**AIM OF THE EXERCISE**: Needed from the data below: every line from the one with "pub fn new(rdr: Reader<T>, config: RecordsConfiguration)" up to and including the one with "let mut records = vec![];", repeated exactly and with nothing else.

++++++++++++++++++++

//! Photo records from an exiftool CSV dump
//!
//! Expects the output of
//! `exiftool -csv -DateTimeOriginal -CreateDate -ModifyDate -TimeZone <dir>`.

pub mod timestamp;

use std::io::Read;
use std::path::Path;

use csv::Reader;
use serde::Deserialize;
use time::{OffsetDateTime, UtcOffset};

use timestamp::{parse_exif_datetime, parse_zone_offset, resolve_utc};

/// Photo needing a position
#[derive(Clone, Debug, PartialEq)]
pub struct PhotoRecord {
    pub source_file: String,
    /// Capture instant, `None` if the metadata had no usable time
    pub time: Option<OffsetDateTime>,
}

/// Records filtering and time resolution options
#[derive(Clone, Debug, PartialEq, Deserialize)]
#[serde(default)]
pub struct RecordsConfiguration {
    /// Accepted file extensions, case insensitive
    pub extensions: Vec<String>,
    /// Offset of the camera clock when the file has no time zone, eg.: `-03:00`
    pub default_offset: Option<String>,
}

impl Default for RecordsConfiguration {
    fn default() -> Self {
        Self {
            extensions: ["jpg", "png", "tiff", "cr2", "raw", "dng"]
                .iter()
                .map(|e| e.to_string())
                .collect(),
            default_offset: None,
        }
    }
}

impl RecordsConfiguration {
    pub fn accepts(&self, source_file: &str) -> bool {
        let ext = match Path::new(source_file).extension().and_then(|e| e.to_str()) {
            Some(e) => e.to_lowercase(),
            None => return false,
        };

        self.extensions
            .iter()
            .any(|e| e.trim_start_matches('.').to_lowercase() == ext)
    }
}

#[derive(Debug, Deserialize)]
struct ExifRow {
    #[serde(rename = "SourceFile")]
    source_file: String,
    #[serde(rename = "DateTimeOriginal", default)]
    date_time_original: Option<String>,
    #[serde(rename = "CreateDate", default)]
    create_date: Option<String>,
    #[serde(rename = "ModifyDate", default)]
    modify_date: Option<String>,
    #[serde(rename = "TimeZone", default)]
    time_zone: Option<String>,
}

/// exiftool CSV records source
pub struct RecordsSource<T>
where
    T: Read,
{
    rdr: Reader<T>,
    config: RecordsConfiguration,
    default_offset: UtcOffset,
}

impl<T> RecordsSource<T>
where
    T: Read,
{
    pub fn new(rdr: Reader<T>, config: RecordsConfiguration) -> Result<Self, String> {
        let default_offset = match &config.default_offset {
            Some(off) => parse_zone_offset(off)?,
            None => UtcOffset::UTC,
        };

        Ok(Self {
            rdr,
            config,
            default_offset,
        })
    }

    /// Read the accepted records, sorted by file name
    pub fn fetch(&mut self) -> Result<Vec<PhotoRecord>, String> {
        let mut records = vec![];

        for row in self.rdr.deserialize::<ExifRow>() {
            let row = row.map_err(|e| format!("Failed on read some row: {}", e))?;

            if !self.config.accepts(&row.source_file) {
                log::debug!("Ignoring {}, extension not accepted", row.source_file);
                continue;
            }

            let time = match Self::resolve_time(self.default_offset, &row) {
                Ok(t) => t,
                Err(e) => {
                    log::warn!("Invalid timestamp for {}: {}", row.source_file, e);
                    None
                }
            };

            records.push(PhotoRecord {
                source_file: row.source_file,
                time,
            });
        }

        records.sort_by(|a, b| a.source_file.cmp(&b.source_file));

        Ok(records)
    }

    fn resolve_time(default_offset: UtcOffset, row: &ExifRow) -> Result<Option<OffsetDateTime>, String> {
        let raw = [&row.date_time_original, &row.create_date, &row.modify_date]
            .into_iter()
            .flatten()
            .map(|s| s.trim())
            .find(|s| !s.is_empty());
        let raw = match raw {
            Some(r) => r,
            None => return Ok(None),
        };

        let (local, embedded) = parse_exif_datetime(raw)?;

        let offset = match (embedded, row.time_zone.as_deref().map(str::trim)) {
            (Some(off), _) => off,
            (None, Some(zone)) if !zone.is_empty() => parse_zone_offset(zone)?,
            _ => default_offset,
        };

        Ok(Some(resolve_utc(local, offset)))
    }
}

++++++++++++++++++++

**YOUR RESPONSE**:
    pub fn new(rdr: Reader<T>, config: RecordsConfiguration) -> Result<Self, String> {
        let default_offset = match &config.default_offset {
            Some(off) => parse_zone_offset(off)?,
            None => UtcOffset::UTC,
        };

        Ok(Self {
            rdr,
            config,
            default_offset,
        })
    }

    /// Read the accepted records, sorted by file name
    pub fn fetch(&mut self) -> Result<Vec<PhotoRecord>, String> {
        let mut records = vec![];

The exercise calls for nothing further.